An hour later on a dirt road, high on a pitch black hill, we had a blow out. He had me help him unpack to get to the jack and spare, which of course was beneath our load. Mission accomplished we were rolling and about an hour later the lights of a big city emerged in the distance. Morelia! I found it! It was after midnight. We'd been on the road 12 hours. Dad gave me the AAA Guide to Mexico and told me to find the best hotel in town. It was a stunning property. We checked in exhuasted and all went straight to bed, but I couldn't sleep. 

So having lived with one bathroom and four sisters I figured this was a good time for a shower. We had two rooms that shared a common bathroom. It was a suite of sorts. Everyone was sleeping soundly for maybe 2 hours when I turned on the water. A herd of giant cockroaches came rushing out from the drain. I screamed. Woke everyone up. When they turned the lights on la cucarachas were running up and down the walls. Dozens of them. No way we could sleep there so back in the wagon and we made for Mexico City at 4am where we spent three lovely and needed days. 

The song those mariachis were playing in Zacapu is Cuban. It's also likely the most covered Spanish language song. Whenever I hear it, it ends up stuck in my head and reminds me of the wild ride to Panama. 

I looked for a festive version, but nothing compares to the Cinco de Mayo drunken musicians in Zacapu 1972. I mean where's the tuba and the fiddles and the aluminum trash can percussions and the random use of firearms?

2.xx The Mariachis - Guantanamera

 
Anyway this very nice, very handsome, very charming, Managua Nicaraguan entertained us with hilarious broken english for 15 minutes getting us to the hotel. ... He also robbed my mom's purse. lol.


This is par for the course in Nica.  Love it so hard.

 
Are we staggering our picks - like one at noon eastern and one at 4pm eastern?  Or can we make them both at the same time?

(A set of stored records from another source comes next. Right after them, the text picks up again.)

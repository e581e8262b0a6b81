//! Storage benchmarks using criterion for historical comparison.

use std::{hint::black_box, sync::Arc};

use criterion::{BenchmarkId, Criterion, Throughput, criterion_group, criterion_main};
use sugoi::{DeltaType, EntityType, Query, Storage, TypeIndex, TypeRegistry};

#[derive(Default, Clone, Copy)]
struct Position {
    x: f32,
    y: f32,
    z: f32,
}

#[derive(Default, Clone, Copy)]
struct Velocity {
    x: f32,
    y: f32,
    z: f32,
}

#[derive(Default, Clone, Copy)]
struct Frozen;

struct Fixture {
    registry: Arc<TypeRegistry>,
    position: TypeIndex,
    velocity: TypeIndex,
    frozen: TypeIndex,
}

fn fixture() -> Fixture {
    let registry = Arc::new(TypeRegistry::new());
    let position = registry.register::<Position>().unwrap();
    let velocity = registry.register::<Velocity>().unwrap();
    let frozen = registry.register::<Frozen>().unwrap();
    Fixture {
        registry,
        position,
        velocity,
        frozen,
    }
}

fn allocate_benchmarks(c: &mut Criterion) {
    let mut group = c.benchmark_group("allocate");
    let f = fixture();

    for count in [1, 100, 1000, 10000] {
        group.throughput(Throughput::Elements(count));

        group.bench_with_input(BenchmarkId::new("position", count), &count, |b, &count| {
            let ty = EntityType::of(&[f.position]);
            b.iter(|| {
                let mut storage = Storage::new(Arc::clone(&f.registry));
                black_box(storage.allocate_entities(&ty, count as u32));
            });
        });

        group.bench_with_input(
            BenchmarkId::new("position_velocity", count),
            &count,
            |b, &count| {
                let ty = EntityType::of(&[f.position, f.velocity]);
                b.iter(|| {
                    let mut storage = Storage::new(Arc::clone(&f.registry));
                    storage.allocate(&ty, count as u32, |access, view| {
                        for p in access.component_mut::<Position>(view, f.position).unwrap() {
                            p.x = 1.0;
                        }
                    });
                    black_box(&storage);
                });
            },
        );
    }

    group.finish();
}

fn query_benchmarks(c: &mut Criterion) {
    let mut group = c.benchmark_group("query");
    let f = fixture();

    for count in [1000, 10000, 100_000] {
        group.throughput(Throughput::Elements(count));

        group.bench_with_input(BenchmarkId::new("integrate", count), &count, |b, &count| {
            let mut storage = Storage::new(Arc::clone(&f.registry));
            storage.allocate_entities(&EntityType::of(&[f.position, f.velocity]), count as u32);
            storage.allocate_entities(&EntityType::of(&[f.position]), count as u32);
            let query = Query::builder(&storage)
                .write(f.position)
                .read(f.velocity)
                .build()
                .unwrap();

            b.iter(|| {
                storage.query_mut(&query, |access, view| {
                    let velocity: Vec<Velocity> =
                        access.component::<Velocity>(view, f.velocity).unwrap().to_vec();
                    let position = access.component_mut::<Position>(view, f.position).unwrap();
                    for (p, v) in position.iter_mut().zip(&velocity) {
                        p.x += v.x;
                        p.y += v.y;
                        p.z += v.z;
                    }
                });
            });
        });

        group.bench_with_input(BenchmarkId::new("match_cached", count), &count, |b, &count| {
            let mut storage = Storage::new(Arc::clone(&f.registry));
            storage.allocate_entities(&EntityType::of(&[f.position]), count as u32);
            let query = Query::from_literal(&storage, "Position, !Frozen").unwrap();
            b.iter(|| black_box(storage.count(&query)));
        });
    }

    group.finish();
}

fn cast_benchmarks(c: &mut Criterion) {
    let mut group = c.benchmark_group("cast");
    let f = fixture();

    for count in [100, 1000, 10000] {
        group.throughput(Throughput::Elements(count));

        group.bench_with_input(BenchmarkId::new("toggle_tag", count), &count, |b, &count| {
            let mut storage = Storage::new(Arc::clone(&f.registry));
            let entities =
                storage.allocate_entities(&EntityType::of(&[f.position, f.velocity]), count as u32);
            let freeze = DeltaType::new().add(f.frozen);
            let thaw = freeze.inverse();

            b.iter(|| {
                storage.cast_entities(&entities, &freeze);
                storage.cast_entities(&entities, &thaw);
            });
        });

        group.bench_with_input(BenchmarkId::new("destroy", count), &count, |b, &count| {
            let ty = EntityType::of(&[f.position, f.velocity]);
            b.iter(|| {
                let mut storage = Storage::new(Arc::clone(&f.registry));
                let entities = storage.allocate_entities(&ty, count as u32);
                storage.destroy_entities(&entities);
                black_box(storage.entity_count());
            });
        });
    }

    group.finish();
}

criterion_group!(
    benches,
    allocate_benchmarks,
    query_benchmarks,
    cast_benchmarks
);
criterion_main!(benches);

Sorry if this was in your post, I didn’t really read it. 


:lol:

I don't think Cranks ever said.  I'm assuming just post them both whenever you wish after noon EST.  There doesn't seem to be a snipe factor here anyway.

 
It was tongue in cheek, but in 1972 in that car, my mom and sisters were worthless navigators.
I figured.  My dad taught me to navigate because Mom was so awful at it.  Turn right, no left, I mean right.  Aaargh.  She had no sense of direction.  Mr R's parents were like that, too.  He also got the navigator position.